Heterogeneous tumor cells, high incidence of tumor recurrence, and decrease in overall survival are the major challenges for the treatment of chemo-resistant breast cancer. Results of our study showed differential chemotherapeutic responses among breast cancer patient derived xenograft (PDX) tumors established from the same patients. All doxorubicin (Dox)-resistant tumors expressed higher levels of cancer stem-like cell biomarkers, including CD44, Wnt and its receptor LRP5/6, relative to Dox-sensitive tumors. To effectively treat resistant tumors, we developed an ultra-small magnetic iron oxide nanoparticle (IONP) drug carrier conjugated with peptides that are dually targeted to Wnt/LRP5/6 and urokinase plasminogen activator receptor (uPAR). Our results showed that simultaneous binding to LRP5/6 and uPAR by the dual receptor targeted IONPs was required to inhibit breast cancer cell invasion.

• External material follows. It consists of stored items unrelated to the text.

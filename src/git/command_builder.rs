//! Type-safe Git command builder
//!
//! Builds and runs `git` invocations with a timeout, captured output, consistent
//! logging under the `git` tracing target and errors mapped onto [`KilnError`].

use anyhow::{Context, Result};
use std::path::{Path, PathBuf};
use std::process::Stdio;
use std::time::Duration;
use tokio::process::Command;
use tokio::time::timeout;

use super::git_command;
use crate::constants::GIT_CLONE_TIMEOUT;
use crate::core::KilnError;

/// Fluent builder for a single `git` invocation.
///
/// # Examples
///
/// ```rust,no_run
/// use kiln_cli::git::command_builder::GitCommand;
///
/// # async fn example() -> anyhow::Result<()> {
/// GitCommand::clone("https://example.com/widgets.git", "/tmp/widgets")
///     .with_context("widgets")
///     .execute_success()
///     .await?;
/// # Ok(())
/// # }
/// ```
///
/// New commands capture output, inherit the parent environment and time out
/// after five minutes.
pub struct GitCommand {
    /// Arguments after `git` (e.g. `["clone", url, path]`)
    args: Vec<String>,

    /// Passed as `-C <dir>` when set
    current_dir: Option<PathBuf>,

    /// Extra environment for the git process
    env_vars: Vec<(String, String)>,

    /// Maximum duration to wait for completion (None = no timeout)
    timeout_duration: Option<Duration>,

    /// Identifier included in log lines (typically the package being fetched)
    context: Option<String>,

    /// For clone commands, the URL reported in errors
    clone_url: Option<String>,
}

impl Default for GitCommand {
    fn default() -> Self {
        Self {
            args: Vec::new(),
            current_dir: None,
            env_vars: Vec::new(),
            timeout_duration: Some(Duration::from_secs(300)),
            context: None,
            clone_url: None,
        }
    }
}

impl GitCommand {
    /// Creates an empty command with default settings.
    #[must_use]
    pub fn new() -> Self {
        Self::default()
    }

    /// Run git as if started in `dir`.
    pub fn current_dir(mut self, dir: impl AsRef<Path>) -> Self {
        self.current_dir = Some(dir.as_ref().to_path_buf());
        self
    }

    /// Append one argument.
    pub fn arg(mut self, arg: impl Into<String>) -> Self {
        self.args.push(arg.into());
        self
    }

    /// Append several arguments.
    pub fn args<I, S>(mut self, args: I) -> Self
    where
        I: IntoIterator<Item = S>,
        S: Into<String>,
    {
        self.args.extend(args.into_iter().map(Into::into));
        self
    }

    /// Set an environment variable for the git process.
    pub fn env(mut self, key: impl Into<String>, value: impl Into<String>) -> Self {
        self.env_vars.push((key.into(), value.into()));
        self
    }

    /// Set a custom timeout for the command (None for no timeout)
    pub const fn with_timeout(mut self, duration: Option<Duration>) -> Self {
        self.timeout_duration = duration;
        self
    }

    /// Set a context for logging (e.g. the package name)
    pub fn with_context(mut self, context: impl Into<String>) -> Self {
        self.context = Some(context.into());
        self
    }

    /// Arguments as passed to git, including `-C <dir>`.
    fn full_args(&self) -> Vec<String> {
        let mut full_args = Vec::with_capacity(self.args.len() + 2);
        if let Some(dir) = &self.current_dir {
            full_args.push("-C".to_string());
            full_args.push(dir.display().to_string());
        }
        full_args.extend(self.args.iter().cloned());
        full_args
    }

    /// The git subcommand, ignoring `-C <dir>`.
    fn operation(&self) -> String {
        self.args.first().cloned().unwrap_or_else(|| "unknown".to_string())
    }

    fn log_prefix(&self) -> String {
        self.context.as_ref().map(|ctx| format!("({ctx}) ")).unwrap_or_default()
    }

    /// Execute the command and return the output
    pub async fn execute(self) -> Result<GitCommandOutput> {
        let start = std::time::Instant::now();
        let full_args = self.full_args();
        let prefix = self.log_prefix();

        let mut cmd = Command::new(git_command());
        cmd.args(&full_args)
            .stdin(Stdio::null())
            .stdout(Stdio::piped())
            .stderr(Stdio::piped())
            .kill_on_drop(true);
        for (key, value) in &self.env_vars {
            tracing::trace!(target: "git", "Setting env var: {}={}", key, value);
            cmd.env(key, value);
        }

        tracing::debug!(
            target: "git",
            "{prefix}Executing command: {} {}",
            git_command(),
            full_args.join(" ")
        );

        let output_future = cmd.output();
        let result = match self.timeout_duration {
            Some(duration) => timeout(duration, output_future).await.map_err(|_| {
                tracing::warn!(
                    target: "git",
                    "{prefix}Command timed out after {} seconds: git {}",
                    duration.as_secs(),
                    full_args.join(" ")
                );
                KilnError::GitCommandError {
                    operation: self.operation(),
                    stderr: format!(
                        "Git command timed out after {} seconds. Check network connectivity \
                         and that the repository does not require interactive authentication.",
                        duration.as_secs()
                    ),
                }
            })?,
            None => output_future.await,
        };

        let output = match result {
            Ok(output) => output,
            Err(e) if e.kind() == std::io::ErrorKind::NotFound => {
                return Err(KilnError::GitNotFound.into());
            }
            Err(e) => {
                return Err(e).context(format!("Failed to execute git {}", full_args.join(" ")));
            }
        };

        let stdout = String::from_utf8_lossy(&output.stdout).to_string();
        let stderr = String::from_utf8_lossy(&output.stderr).to_string();

        if !output.status.success() {
            tracing::debug!(
                target: "git",
                "{prefix}Command failed with exit code: {:?}",
                output.status.code()
            );
            if !stderr.is_empty() {
                tracing::debug!(target: "git", "{prefix}Error: {}", stderr.trim());
            }

            let operation = self.operation();
            let reason = if stderr.trim().is_empty() { stdout } else { stderr };
            let error = match self.clone_url {
                Some(url) => KilnError::GitCloneFailed {
                    url,
                    reason: reason.trim().to_string(),
                },
                None => KilnError::GitCommandError {
                    operation,
                    stderr: reason.trim().to_string(),
                },
            };
            return Err(error.into());
        }

        if !stdout.is_empty() {
            tracing::debug!(target: "git", "{prefix}{}", stdout.trim());
        }
        if !stderr.is_empty() {
            tracing::debug!(target: "git", "{prefix}{}", stderr.trim());
        }

        let elapsed = start.elapsed();
        if elapsed.as_secs() > 1 {
            tracing::info!(
                target: "git::perf",
                "{prefix}Git {} took {:.2}s",
                self.operation(),
                elapsed.as_secs_f64()
            );
        }

        Ok(GitCommandOutput {
            stdout,
            stderr,
        })
    }

    /// Execute the command and return only stdout as a trimmed string
    pub async fn execute_stdout(self) -> Result<String> {
        let output = self.execute().await?;
        Ok(output.stdout.trim().to_string())
    }

    /// Execute the command and check for success
    pub async fn execute_success(self) -> Result<()> {
        self.execute().await?;
        Ok(())
    }
}

/// Output from a Git command
#[derive(Debug)]
pub struct GitCommandOutput {
    /// Standard output from the Git command
    pub stdout: String,
    /// Standard error output from the Git command
    pub stderr: String,
}

impl GitCommand {
    /// Create a clone command.
    ///
    /// Only the default branch is needed and history is irrelevant to a build,
    /// so the clone is shallow. Credential prompts are disabled so a private
    /// repository fails instead of hanging the build.
    pub fn clone(url: &str, target: impl AsRef<Path>) -> Self {
        let mut cmd = Self::new()
            .args(["clone", "--depth", "1", "--recurse-submodules", "--shallow-submodules"])
            .arg(url)
            .arg(target.as_ref().display().to_string())
            .env("GIT_TERMINAL_PROMPT", "0")
            .with_timeout(Some(GIT_CLONE_TIMEOUT));
        cmd.clone_url = Some(url.to_string());
        cmd
    }

    /// Create a `git --version` command.
    pub fn version() -> Self {
        Self::new().arg("--version").with_timeout(Some(Duration::from_secs(10)))
    }

    /// Create a `git rev-parse HEAD` command.
    pub fn current_commit() -> Self {
        Self::new().args(["rev-parse", "HEAD"])
    }
}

Molecular analysis revealed that the dual receptor targeted IONPs significantly inhibited Wnt/β-catenin signaling and cancer stem-like phenotype of tumor cells, with marked reduction of Wnt ligand, CD44 and uPAR. Systemic administration of the dual targeted IONPs led to nanoparticle-drug delivery into PDX tumors, resulting in stronger tumor growth inhibition compared to non-targeted or single-targeted IONP-Dox in a human breast cancer PDX model. Therefore, co-targeting Wnt/LRP and uPAR using IONP drug carriers is a promising therapeutic approach for effective drug delivery to chemo-resistant breast cancer.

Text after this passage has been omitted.